Baltimore CC’s Exec Sous Chef says this is the most thoughtful gift he’s ever received.
Chef’s Thoughts is sponsored by barillafs.com.
Kevin Keller is the Executive Sous Chef of Baltimore (Md.) Country Club under Richard Jallet, Executive Chef. Prior to this post, Keller worked with the Maryland Club in downtown Baltimore City.
- You’d be surprised to learn that I am a proficient mechanic.
- If I could trade places with one chef it would be Jean-Georges Vongerichten
- One of my most memorable meals was Le Train Bleu in Paris, France.
- My go-to drink is sweet iced tea.
- My last meal would be beef spinalis and mushroom duxelle roulade with potato dauphinois, charred broccolini and truffle demi-glace.
- My worst culinary creation was Greek salad ice. It had all the flavors but was a clear ice. It would have tasted great except I added too much salt which ruined the taste and prevented it from fully freezing.
- If I could change one thing about my club it would be to have better/more normalized hours for the culinary department.
- My favorite junk food is freshly made Italian wedding cookies.
- If I wasn’t a chef, I’d love to be jet-fighter pilot.
- I knew I wanted to be a chef for as long as I can remember. As a small child, I would watch Julia Child and Jacques Pepin on PBS every chance I had.
- You’ll never see escargot on the menu at my club because they are not appetizing to me. (Sorry Chef Jallet!)
- The most ridiculous member or guest request I’ve ever had was crab Scotch egg but with a soft-boiled egg. I figured it out, but I will never volunteer myself or anyone else to do that ever again.
- I love being a club chef because I can learn my members’ tastes and work towards fulfilling their expectations while expanding their palate gradually.
- When I’m not in the kitchen, I’m hanging out with my pup, Josie.
- My biggest mistake when I first started as a chef was writing menus that were too involved for prep and execution.
- I cook Steak-Umms at home, but I’d never cook them at the club.
- If I could have dinner with one person, dead or alive, it would be Winston Churchill.
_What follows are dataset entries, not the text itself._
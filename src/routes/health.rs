//! Liveness endpoint

use axum::{routing::get, Json, Router};
use serde_json::{json, Value};

pub struct HealthRoutes;

impl HealthRoutes {
    pub fn routes() -> Router {
        Router::new().route("/health", get(Self::handle_health))
    }

    async fn handle_health() -> Json<Value> {
        Json(json!({
            "status": "healthy",
            "timestamp": chrono::Utc::now().to_rfc3339()
        }))
    }
}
- The most valuable piece of career advice I’ve ever received was, “A people hire A people. B people hire C people.”
- My favorite celebrity chef is Gordon Ramsay because over the years he has been portrayed as more of a chef and family man than just a tyrant.
- The most important piece of equipment in my kitchen is Rational Ovens.
- I want to learn more about GM daily functions and operations because it is smart to know about and be prepared for other avenues if life happens to go in another direction.
- My favorite ingredient is bacon. Truffles are the most overrated ingredient. Worcestershire Sauce is the most undervalued ingredient. I detest escargot, and I can’t live without salt.
- I don’t like to brag, but as my dad says, I know a little about a lot.
- My most embarrassing moment in the kitchen was when I was told by a sous chef to mark both sides of a 4 oz. steak for a banquet. Against my better judgment, I listened and overcooked them. I was embarrassed and ashamed for ruining the steaks.
- If I could have one superpower, it would be invisibility so I can see how things operate when I am not around.
- My favorite cookbook is Flavor Bible. It’s a great resource for getting creative thoughts flowing.
- My favorite kitchen hack is using the flat top and water to quickly steam things for a quicker pick-up. It amazes me how under-utilized it is.
- I am motivated and inspired by my parents.
- The hardest service of my career is almost every day these days. There are high expectations and minimal staff. Not sure how we get it done but the team makes it happen day in and day out.
- The most popular item on my menu based on sales is our burger from a local meat company served on a logoed wooden board and on a logoed brioche bun that we brand ourselves.
- I’d lose my job if I took the crab cake off the menu.
- Decisiveness is the most important quality in a sous chef.
- My go-to breakfast is bacon and mayo on toast.
- When hiring, jumping from job to job in very short periods of time kills a resume fastest for me.
- My biggest professional pet peeve is not listening to what’s happening around you.
- I will always purchase phyllo dough instead of making it from scratch.
- The most important question I ask during the interview process is, “When and what was your last random act of kindness?”
- If I had to hire a family member, I would choose my mom because she can really cook.
- The best culinary gift I’ve ever received was genuine thank you letters from extremely talented individuals who moved on.